Yakovlev chegou a Tobolsk, com um contingente de mais 200 guardas, em 22 de Abril de 1918. Deixou logo bem claro que as autoridades de Moscovo o tinham nomeado para ter o exclusivo de lidar com os Romanov. Depois foi apresentar-se aos prisioneiros. Nicolau, como era seu timbre, mostrou-se simpático e afável; Yakovlev foi formalmente cortês e falou com educação. A família, embora apreensiva, concluiu que ele não era “um rufião”.

A 25 de Abril de 1918, Yakovlev informou os prisioneiros de que, de acordo com as ordens de Moscovo, eles teriam de ser transferidos de Tobolsk sem demora. Mas não lhes indicou qual seria o destino.

Nessa altura, o pequeno Alexei estava doente e não podia viajar. Resolveu-se que ele ficaria em Tobolsk até recuperar, ficando acompanhado por três das suas irmãs – Olga, Tatiana e Anastasia. Viajariam os quatro assim que ele melhorasse.

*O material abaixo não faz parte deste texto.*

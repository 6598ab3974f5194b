mod flow;
mod input;
mod persistence;
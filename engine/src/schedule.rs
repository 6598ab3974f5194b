//! Cancellable delayed tasks on a screen-local clock.
//!
//! A `Schedule` keeps its own notion of "now", advanced only by frame ticks.
//! Tasks fire strictly in deadline order (ties in scheduling order), and the
//! clock is moved to each task's deadline while it fires, so a task that
//! schedules a follow-up is timed from when it was due rather than from the
//! end of a long frame. Dropping the schedule drops every pending task.

use std::time::Duration;

#[derive(Debug, Clone, Copy, PartialEq, Eq, Hash)]
pub struct TaskId(u64);

#[derive(Debug)]
struct Scheduled<T> {
    id: TaskId,
    due: Duration,
    task: T,
}

#[derive(Debug)]
pub struct Schedule<T> {
    now: Duration,
    next_id: u64,
    pending: Vec<Scheduled<T>>,
}

impl<T> Default for Schedule<T> {
    fn default() -> Self {
        Self::new()
    }
}

impl<T> Schedule<T> {
    #[must_use]
    pub fn new() -> Self {
        Self {
            now: Duration::ZERO,
            next_id: 0,
            pending: Vec::new(),
        }
    }

    /// Time elapsed on this schedule's clock.
    #[must_use]
    pub fn now(&self) -> Duration {
        self.now
    }

    pub fn after(&mut self, delay: Duration, task: T) -> TaskId {
        let id = TaskId(self.next_id);
        self.next_id += 1;
        self.pending.push(Scheduled {
            id,
            due: self.now.saturating_add(delay),
            task,
        });
        id
    }

    /// Returns `false` if the task already fired or was cancelled.
    pub fn cancel(&mut self, id: TaskId) -> bool {
        let before = self.pending.len();
        self.pending.retain(|scheduled| scheduled.id != id);
        self.pending.len() != before
    }

    pub fn cancel_all(&mut self) {
        self.pending.clear();
    }

    #[must_use]
    pub fn len(&self) -> usize {
        self.pending.len()
    }

    #[must_use]
    pub fn is_empty(&self) -> bool {
        self.pending.is_empty()
    }

    /// The clock reading `delta` from now; pass it to [`Self::pop_due`] and
    /// [`Self::settle`] to run one frame.
    #[must_use]
    pub fn horizon(&self, delta: Duration) -> Duration {
        self.now.saturating_add(delta)
    }

    /// Remove and return the earliest task due at or before `until`.
    pub fn pop_due(&mut self, until: Duration) -> Option<T> {
        let index = self
            .pending
            .iter()
            .enumerate()
            .filter(|(_, scheduled)| scheduled.due <= until)
            .min_by_key(|(_, scheduled)| (scheduled.due, scheduled.id.0))
            .map(|(index, _)| index)?;
        let scheduled = self.pending.swap_remove(index);
        self.now = self.now.max(scheduled.due);
        Some(scheduled.task)
    }

    /// Move the clock to `until` once every due task has been popped.
    pub fn settle(&mut self, until: Duration) {
        self.now = self.now.max(until);
    }
}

Nicolau partiria à frente, com a ex-czarina e com a filha Maria (seguiriam ainda o médico e os poucos servidores que restavam).

Alexei com a sua mãe, a ex-czarina Alexandra.

A 30 de Abril de 1918, após uma viagem movimentada - primeiro em carroças puxadas por cavalos, e depois de comboio, em que andaram para cima e para baixo na Linha Transiberiana (Yakovlev justificou-se com razões de segurança) -, o comissário de Moscovo entregou em Ecaterimburgo os três primeiros membros da família imperial e seus acompanhantes.

Finda a missão, exigiu um recibo comprovativo de que a “encomenda” chegara sã e salva ao destino. A autoridade de Yakovlev terminava ali e ele partiu para Moscovo.

Como havia sido previsto, o pequeno Alexei e as irmãs – Olga, Tatiana e Anastasia – viajaram logo que ele sentiu melhoras. Chegaram a Ecaterimburgo, reunindo-se aos pais e a Maria, no dia 23 de Maio de 1918.

O reencontro foi alegre. A nenhum deles ocorreu a menor suspeita de que a morte se aproximava a passos largos e irreversíveis. Tinham pela frente, todos eles, menos de dois meses de vida.